Your goal:
An exact copy of every record is the expected answer.

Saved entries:
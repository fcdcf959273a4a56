//! Engine configuration via `parastate.toml`
//!
//! A single TOML file sets the batch policy. Missing fields take their
//! defaults, so an empty file is a valid configuration.

use serde::{Deserialize, Serialize};
use std::path::Path;

use parastate_concurrency::ImporterConfig;
use parastate_core::{Error, Result};

/// Config file name placed in the engine's working directory.
pub const CONFIG_FILE_NAME: &str = "parastate.toml";

/// Engine configuration loaded from `parastate.toml`.
///
/// # Example
///
/// ```toml
/// commit_if_absent = false
/// system_paths = ["/blocks/"]
/// threads = 8
/// ```
#[derive(Debug, Clone, Default, PartialEq, Eq, Serialize, Deserialize)]
pub struct EngineConfig {
    /// Keep records that claim preexisting state the store does not have.
    #[serde(default)]
    pub commit_if_absent: bool,
    /// Directories whose listings are not maintained by write caches.
    #[serde(default)]
    pub system_paths: Vec<String>,
    /// Worker threads for batch processing; `None` uses rayon's default.
    #[serde(default, skip_serializing_if = "Option::is_none")]
    pub threads: Option<usize>,
}

impl EngineConfig {
    /// Returns the default config file content with comments.
    pub fn default_toml() -> &'static str {
        r#"# parastate engine configuration
#
# Keep records that claim preexisting state the store does not have
# (default: false). When false such records are dropped on import.
commit_if_absent = false

# Directories whose child listings are maintained outside write caches.
# Writes below them do not touch the parent listing.
system_paths = []

# Worker threads for importing and finalizing a batch.
# Omit to use one thread per core.
# threads = 8
"#
    }

    /// Check field values.
    ///
    /// # Errors
    ///
    /// Returns `Error::Config` for a zero thread count or a system path that
    /// is not a directory.
    pub fn validate(&self) -> Result<()> {
        if self.threads == Some(0) {
            return Err(Error::config(
                "threads must be at least 1 in parastate.toml; omit it to use the default",
            ));
        }
        if let Some(path) = self.system_paths.iter().find(|p| !p.ends_with('/')) {
            return Err(Error::config(format!(
                "system path '{}' in parastate.toml must end with '/'",
                path
            )));
        }
        Ok(())
    }

    /// Import policy derived from this config
    pub fn importer_config(&self) -> ImporterConfig {
        ImporterConfig {
            commit_if_absent: self.commit_if_absent,
        }
    }

    /// Parse and validate config from TOML text.
    ///
    /// # Errors
    ///
    /// Returns an error if the text cannot be parsed or fails validation.
    pub fn from_toml_str(content: &str) -> Result<Self> {
        let config: EngineConfig = toml::from_str(content)
            .map_err(|e| Error::config(format!("Failed to parse config: {}", e)))?;
        config.validate()?;
        Ok(config)
    }

    /// Read and parse config from a file path.
    ///
    /// # Errors
    ///
    /// Returns an error if the file cannot be read, parsed or validated.
    pub fn from_file(path: &Path) -> Result<Self> {
        let content = std::fs::read_to_string(path).map_err(|e| {
            Error::config(format!(
                "Failed to read config file '{}': {}",
                path.display(),
                e
            ))
        })?;
        let config: EngineConfig = toml::from_str(&content).map_err(|e| {
            Error::config(format!(
                "Failed to parse config file '{}': {}",
                path.display(),
                e
            ))
        })?;
        config.validate()?;
        Ok(config)
    }

    /// Write the default config file if it does not already exist.
    ///
    /// Returns `Ok(())` whether the file was created or already existed.
    pub fn write_default_if_missing(path: &Path) -> Result<()> {
        if !path.exists() {
            std::fs::write(path, Self::default_toml()).map_err(|e| {
                Error::config(format!(
                    "Failed to write default config file '{}': {}",
                    path.display(),
                    e
                ))
            })?;
        }
        Ok(())
    }

    /// Serialize this config to TOML and write it to the given path.
    pub fn write_to_file(&self, path: &Path) -> Result<()> {
        let content = toml::to_string_pretty(self)
            .map_err(|e| Error::config(format!("Failed to serialize config: {}", e)))?;
        std::fs::write(path, content).map_err(|e| {
            Error::config(format!(
                "Failed to write config file '{}': {}",
                path.display(),
                e
            ))
        })
    }
}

Exercise response:
repository fcdcf959273a4a56
//! Engine configuration via `parastate.toml`
//!
//! A single TOML file sets the batch policy. Missing fields take their
//! defaults, so an empty file is a valid configuration.

use serde::{Deserialize, Serialize};
use std::path::Path;

use parastate_concurrency::ImporterConfig;
use parastate_core::{Error, Result};

/// Config file name placed in the engine's working directory.
pub const CONFIG_FILE_NAME: &str = "parastate.toml";

/// Engine configuration loaded from `parastate.toml`.
///
/// # Example
///
/// ```toml
/// commit_if_absent = false
/// system_paths = ["/blocks/"]
/// threads = 8
/// ```
#[derive(Debug, Clone, Default, PartialEq, Eq, Serialize, Deserialize)]
pub struct EngineConfig {
    /// Keep records that claim preexisting state the store does not have.
    #[serde(default)]
    pub commit_if_absent: bool,
    /// Directories whose listings are not maintained by write caches.
    #[serde(default)]
    pub system_paths: Vec<String>,
    /// Worker threads for batch processing; `None` uses rayon's default.
    #[serde(default, skip_serializing_if = "Option::is_none")]
    pub threads: Option<usize>,
}

impl EngineConfig {
    /// Returns the default config file content with comments.
    pub fn default_toml() -> &'static str {
        r#"# parastate engine configuration
#
# Keep records that claim preexisting state the store does not have
# (default: false). When false such records are dropped on import.
commit_if_absent = false

# Directories whose child listings are maintained outside write caches.
# Writes below them do not touch the parent listing.
system_paths = []

# Worker threads for importing and finalizing a batch.
# Omit to use one thread per core.
# threads = 8
"#
    }

    /// Check field values.
    ///
    /// # Errors
    ///
    /// Returns `Error::Config` for a zero thread count or a system path that
    /// is not a directory.
    pub fn validate(&self) -> Result<()> {
        if self.threads == Some(0) {
            return Err(Error::config(
                "threads must be at least 1 in parastate.toml; omit it to use the default",
            ));
        }
        if let Some(path) = self.system_paths.iter().find(|p| !p.ends_with('/')) {
            return Err(Error::config(format!(
                "system path '{}' in parastate.toml must end with '/'",
                path
            )));
        }
        Ok(())
    }

    /// Import policy derived from this config
    pub fn importer_config(&self) -> ImporterConfig {
        ImporterConfig {
            commit_if_absent: self.commit_if_absent,
        }
    }

    /// Parse and validate config from TOML text.
    ///
    /// # Errors
    ///
    /// Returns an error if the text cannot be parsed or fails validation.
    pub fn from_toml_str(content: &str) -> Result<Self> {
        let config: EngineConfig = toml::from_str(content)
            .map_err(|e| Error::config(format!("Failed to parse config: {}", e)))?;
        config.validate()?;
        Ok(config)
    }

    /// Read and parse config from a file path.
    ///
    /// # Errors
    ///
    /// Returns an error if the file cannot be read, parsed or validated.
    pub fn from_file(path: &Path) -> Result<Self> {
        let content = std::fs::read_to_string(path).map_err(|e| {
            Error::config(format!(
                "Failed to read config file '{}': {}",
                path.display(),
                e
            ))
        })?;
        let config: EngineConfig = toml::from_str(&content).map_err(|e| {
            Error::config(format!(
                "Failed to parse config file '{}': {}",
                path.display(),
                e
            ))
        })?;
        config.validate()?;
        Ok(config)
    }

    /// Write the default config file if it does not already exist.
    ///
    /// Returns `Ok(())` whether the file was created or already existed.
    pub fn write_default_if_missing(path: &Path) -> Result<()> {
        if !path.exists() {
            std::fs::write(path, Self::default_toml()).map_err(|e| {
                Error::config(format!(
                    "Failed to write default config file '{}': {}",
                    path.display(),
                    e
                ))
            })?;
        }
        Ok(())
    }

    /// Serialize this config to TOML and write it to the given path.
    pub fn write_to_file(&self, path: &Path) -> Result<()> {
        let content = toml::to_string_pretty(self)
            .map_err(|e| Error::config(format!("Failed to serialize config: {}", e)))?;
        std::fs::write(path, content).map_err(|e| {
            Error::config(format!(
                "Failed to write config file '{}': {}",
                path.display(),
                e
            ))
        })
    }
}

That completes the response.